CABE calls for new focus on design to ensure success of school building programme
2 July 2006
The design standards in secondary schools built over the last five years fail to meet the government's ambition of transforming young people's education.
The design quality of secondary schools built over the last five years is not good enough to secure the government's ambition to transform young people's education, according to a report published by CABE.
While there are signs that design quality is improving, the report says that too many of the mistakes of the past look like being repeated in the first wave of schools being built under the building schools for the future programme (BSF).
On average, five schools will be rebuilt or refurbished every week for the next 13 years. This is a once-in-a-lifetime opportunity to improve children's education. So as well as looking at completed schools, CABE interviewed those involved with schools still on the drawing board, to see whether new procurement processes were now delivering quality. CABE found a growing understanding of the BSF process, but believes that all the findings in this report will still apply.
The aim is to transform learning
The government does not want to just replace crumbling schools with new ones, but to transform the way people learn. Launching the BSF programme in 2004, the prime minister linked the quality of school design to the quality of education, calling for all schools to be 'built around the needs of students, teachers and the wider community' and to be 'geared to develop the talents of each individual young person to the fullest extent'.
CABE's report, published to coincide with the parliamentary education and skills select committee on 3 July, draws on evidence from an audit conducted by CABE to assess the quality of secondary schools built between 2000 and 2005. Assessing 52 out of 124 completed schools, the audit found that 19 per cent were good or excellent and 31 per cent were partially good, but that half were poorly built and badly designed.
Whilst CABE's audit shows that most schools perform well on size, safety and accessibility (all of which are regulated), those schools ranked as poor were particularly bad at providing inspirational educational environments.
Powerful impact of design on education
Design quality has a direct impact on pupils' experience and so on their behaviour. For instance, if the dining room is so small that pupils are forced to eat in shifts, the resulting noise is distracting for those in class. Almost no school is getting the basic environmental issues right, like using natural daylight and ventilation well, and this affects concentration. Some design is so poor it even produces L-shaped classrooms, or corridors so narrow they can only be used one-way.
Good design, by contrast, is welcoming and inspiring. One school has found its spacious new cafe is keeping pupils on site throughout lunchtime. One new school gym is fully booked from 7.30am and another new school works so well it even attracts pupils back in the evenings to study.
Highlighting work they have already done with the DfES (Department for Education and Skills) to improve school design, CABE is now calling on everyone involved in the BSF programme to recommit themselves to excellence in design.
Key recommendations from CABE
Aimed at everyone involved in the new schools programme, from DfES to individual local authorities and the schools themselves, CABE's report includes the following key recommendations:
- An urgent review of school design briefs, funded by the DfES. These have hardly changed in the past 20 years and need to reflect new ideas about how pupils learn, including the massive impact of ICT, and the influence that the extended schools agenda may have on school buildings and grounds.

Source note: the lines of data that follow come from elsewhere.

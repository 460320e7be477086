//! Re-runs exported graphs through ONNX Runtime, an evaluator independent of the graph builder.

use ndarray::{ArrayD, IxDyn};
use ort::session::Session;
use ort::value::{DynValue, Tensor};
use rand::rngs::StdRng;
use rand::{Rng, SeedableRng};
use tracing::info;
use onnx_graph::DType;
use crate::artifacts::ArtifactKey;
use crate::export::{ExportedGraph, SyntheticFill, SyntheticInput};
use crate::ExportError;

/// Shapes seen in one evaluation of an exported graph.
#[derive(Clone, Debug, PartialEq)]
pub struct ValidationRun {
    pub inputs: Vec<(String, Vec<usize>)>,
    pub outputs: Vec<(String, Vec<usize>)>,
}

fn validation_error(artifact: ArtifactKey, message: impl ToString) -> ExportError {
    ExportError::Validation {
        artifact: artifact.file_name(),
        message: message.to_string(),
    }
}

/// A value fed to an exported graph.
#[derive(Clone, Debug)]
pub enum GraphInput {
    F32(ArrayD<f32>),
    I64(ArrayD<i64>),
}

impl GraphInput {
    pub fn shape(&self) -> Vec<usize> {
        match self {
            GraphInput::F32(x) => x.shape().to_vec(),
            GraphInput::I64(x) => x.shape().to_vec(),
        }
    }

    fn into_value(self) -> Result<DynValue, ort::Error> {
        Ok(match self {
            GraphInput::F32(x) => Tensor::from_array(x)?.into_dyn(),
            GraphInput::I64(x) => Tensor::from_array(x)?.into_dyn(),
        })
    }
}

/// An exported graph loaded into an ONNX Runtime session. Companion weight files are resolved
/// relative to the graph.
pub struct GraphSession {
    artifact: ArtifactKey,
    output_names: Vec<String>,
    session: Session,
}

impl GraphSession {
    pub fn open(exported: &ExportedGraph) -> Result<Self, ExportError> {
        let builder = Session::builder().map_err(|x| validation_error(exported.artifact, x))?;
        let session = builder.commit_from_file(&exported.graph_path)
            .map_err(|x| validation_error(exported.artifact, x))?;
        Ok(Self {
            artifact: exported.artifact,
            output_names: exported.outputs.iter().map(|x| x.name.clone()).collect(),
            session,
        })
    }

    /// Runs the graph and returns every output, in declaration order, as f32.
    pub fn run(&mut self, inputs: Vec<(String, GraphInput)>) -> Result<Vec<(String, ArrayD<f32>)>, ExportError> {
        let artifact = self.artifact;
        let mut values = vec![];
        for (name, input) in inputs {
            values.push((name, input.into_value().map_err(|x| validation_error(artifact, x))?));
        }
        let outputs = self.session.run(values).map_err(|x| validation_error(artifact, x))?;

        let mut results = vec![];
        for name in &self.output_names {
            let value = outputs.get(name.as_str())
                .ok_or_else(|| validation_error(artifact, format!("no output named {name}")))?;
            let array = value.try_extract_array::<f32>().map_err(|x| validation_error(artifact, x))?;
            results.push((name.clone(), array.to_owned()));
        }
        Ok(results)
    }
}

fn synthetic_input(input: &SyntheticInput, shape: &[usize], rng: &mut StdRng) -> Result<GraphInput, String> {
    let count: usize = shape.iter().product();
    let shape = IxDyn(shape);
    let input = match (input.dtype, input.fill) {
        (DType::F32, SyntheticFill::Uniform) => {
            let values: Vec<f32> = (0..count).map(|_| rng.gen_range(-1.0f32..1.0)).collect();
            GraphInput::F32(ArrayD::from_shape_vec(shape, values).map_err(|x| x.to_string())?)
        }
        (DType::F32, SyntheticFill::Ones) => GraphInput::F32(ArrayD::ones(shape)),
        (DType::I64, _) => GraphInput::I64(ArrayD::ones(shape)),
        (dtype, _) => return Err(format!("no synthetic values for {} of type {:?}", input.name, dtype)),
    };
    Ok(input)
}

/// Input shapes with every dynamic axis grown by `grow`.
fn grown_shapes(exported: &ExportedGraph, grow: usize) -> Vec<Vec<usize>> {
    exported.inputs.iter().map(|input| {
        input.shape.iter().enumerate().map(|(i, &size)| {
            if exported.dynamic_axes.get(&input.name, i).is_some() { size + grow } else { size }
        }).collect()
    }).collect()
}

fn run_once(exported: &ExportedGraph, session: &mut GraphSession, grow: usize, rng: &mut StdRng) -> Result<ValidationRun, ExportError> {
    let shapes = grown_shapes(exported, grow);
    let mut inputs = vec![];
    for (input, shape) in exported.inputs.iter().zip(&shapes) {
        let value = synthetic_input(input, shape, rng).map_err(|x| validation_error(exported.artifact, x))?;
        inputs.push((input.name.clone(), value));
    }

    let outputs = session.run(inputs)?;

    let mut output_shapes = vec![];
    for (traced, (name, values)) in exported.outputs.iter().zip(&outputs) {
        let expected: Vec<usize> = traced.shape.iter().enumerate()
            .map(|(i, &size)| if traced.dynamic_axes.contains_key(&i) { size + grow } else { size })
            .collect();
        let actual = values.shape().to_vec();
        if actual != expected {
            return Err(validation_error(exported.artifact, format!("{name} has shape {actual:?}, expected {expected:?}")));
        }
        if let Some(position) = values.iter().position(|x| !x.is_finite()) {
            return Err(validation_error(exported.artifact, format!("{name} has a non-finite value at flat index {position}")));
        }
        output_shapes.push((name.clone(), actual));
    }

    Ok(ValidationRun {
        inputs: exported.inputs.iter().map(|x| x.name.clone()).zip(shapes).collect(),
        outputs: output_shapes,
    })
}

/// Evaluates `exported` at its trace shapes, then with every dynamic axis one larger, and checks
/// the output shapes follow.
pub fn validate_graph(exported: &ExportedGraph, seed: u64) -> Result<Vec<ValidationRun>, ExportError> {
    let mut session = GraphSession::open(exported)?;
    let mut rng = StdRng::seed_from_u64(seed);
    let mut runs = vec![];
    for grow in [0, 1] {
        let run = run_once(exported, &mut session, grow, &mut rng)?;
        info!("Validated {} with {:?}", exported.artifact, run.inputs);
        runs.push(run);
    }
    Ok(runs)
}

- Practical, individual support for head teachers, so that they are familiar with the complexities of the procurement process, and the help available to them.
- Provision by the DfES of expert seminars, workshops and tours of inspirational buildings to raise the level of ambition and disseminate best-practice.
- All design proposals prepared by the private sector to be submitted to a DfES-led schools review panel for approval. If the review panel considers a submission unacceptable, funding should be withheld until it is good enough.
Richard Simmons, chief executive of CABE said:
"School needs to change from a place where children are forced to come to be taught to one where a community of individuals can share learning experience and activities. It's clear from our audit that there are simply not enough schools being built or designed at the moment that are exemplary, inspiring, innovative or flexibly designed. It's imperative that the government allows time for design and doesn't compromise quality for speed."
Key findings
Other key findings from CABE's audit included:
- Any procurement route can produce good design. But all except one of the poorest ten schools used PFI, whilst of the good and excellent schools, only three out of the top ten did so.
- All of the good and excellent schemes in the audit were completed in 2005. This suggests that delivery is improving. However, the majority of BSF schools on the drawing board are facing the same problems as previous programmes.
- Generally, schools performed best on issues of functionality: classrooms had adequate space for current teaching methods, buildings were considered to be safe and there was adequate parking. Schools performed least well on build quality, with a reliance on mechanical ventilation and artificial lighting and poor quality fixtures and fittings.